Bandipur is beautiful, located in a range of hills on the border between Karnataka and Kerala. It has been a tiger reserve for many years, a relatively unspoiled area dedicated to conservation. The unseasonably wet weather continues. Although we sometimes felt cold, it did not prevent us from enjoying the restfulness of the place, punctuated in the evenings by distant fireworks and music in celebration of Diwali. We sat on the veranda in the green hills with rural smells, sights and sounds that are unchanged by globalisation and international trade treaties (though our presence in India, ultimately funded by the Department for International Development, owes something to these things). Our visit was memorable for a bona fide encounter with a wild tiger in pursuit of its prey, something that is unusual in the working week of even an experienced psychiatrist.

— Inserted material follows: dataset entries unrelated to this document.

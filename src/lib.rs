//! TLS 1.3 key schedule, transcript hashing, and Finished verification.
//!
//! This crate implements the secret-derivation chain of [RFC 8446 Section
//! 7.1](https://datatracker.ietf.org/doc/html/rfc8446#section-7.1) (Early
//! Secret through Master Secret, `HKDF-Expand-Label`, `Derive-Secret`), an
//! incremental transcript hash with non-disturbing snapshots, and Finished
//! message computation/verification per [Section
//! 4.4.4](https://datatracker.ietf.org/doc/html/rfc8446#section-4.4.4).
//!
//! It does not parse handshake messages, negotiate a cipher suite, perform a
//! key exchange, or touch a socket; callers own the record layer and hand
//! this crate the bytes it needs (shared secrets, transcript messages,
//! `verify_data`) and get back secrets and traffic keys.
//!
//! # Feature Flags
//!
//! * `std` (default): use `std::vec::Vec`. Implies `alloc`.
//! * `alloc`: use `alloc::vec::Vec` for `no_std` targets. One of `std` or
//!   `alloc` is required.
//! * `defmt`: derive `defmt::Format` on public types and log through
//!   `defmt`.
//! * `log`: log through the `log` crate.
#![cfg_attr(docsrs, feature(doc_cfg), feature(doc_auto_cfg))]
#![cfg_attr(not(feature = "std"), no_std)]
#![deny(unsafe_code)]
#![warn(missing_docs)]

#[cfg(all(feature = "alloc", not(feature = "std")))]
#[macro_use]
extern crate alloc;

#[cfg(not(any(feature = "std", feature = "alloc")))]
compile_error!("tls13-key-schedule requires the `std` or `alloc` feature");

// This mod MUST go first, so that the others see its macros.
pub(crate) mod fmt;

mod alert;
mod cipher_suite;
mod error;
mod finished;
mod hash;
mod hkdf;
mod key_schedule;
mod label;
mod secret;
mod transcript;

#[cfg(feature = "std")]
pub(crate) use std::vec::Vec;
#[cfg(all(feature = "alloc", not(feature = "std")))]
pub(crate) use alloc::vec::Vec;

pub use alert::FatalAlert;
pub use cipher_suite::CipherSuite;
pub use error::Error;
pub use finished::Finished;
pub use hash::HashAlg;
pub use key_schedule::{
    derive_traffic_keys, ApplicationTrafficSecrets, HandshakeTrafficSecrets, KeySchedule, Stage,
    TrafficKeys,
};
pub use transcript::TranscriptHash;
pub use secret::{FinishedKey, Secret, TrafficSecret};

The day started with music. I was unable to contemplate a month without a guitar, but I could not risk the destruction of one of my instruments at the hands of an airline. Instead, I bought an Indian guitar soon after we arrived. Although the shop owner assured me that it was a very good guitar, it is by far the worst instrument I have ever possessed. It is a Givson (sic). It has a truss rod cover but no truss rod, and whoever set the frets did not bother with intonation. I cannot really complain about it, as it only cost £35, but even this was a bit steep given the quality of the instrument. It is essentially unplayable using normal technique, but it sounds surprisingly good for slide guitar (it is said that cheap guitars with bad intonation was one of the things that led the early bluesmen to adopt slide playing a hundred years ago). I spent an hour or so recording a few songs on the veranda amid the ambient sounds, which included insects, motorbikes, a crow and some oxen. Meantime, Anne, who loves animals, wandered about with the binoculars and Catherine sketched. Some Bandipur blues can be heard here. Mid-afternoon a jeep arrived to take us to the ‘safari’.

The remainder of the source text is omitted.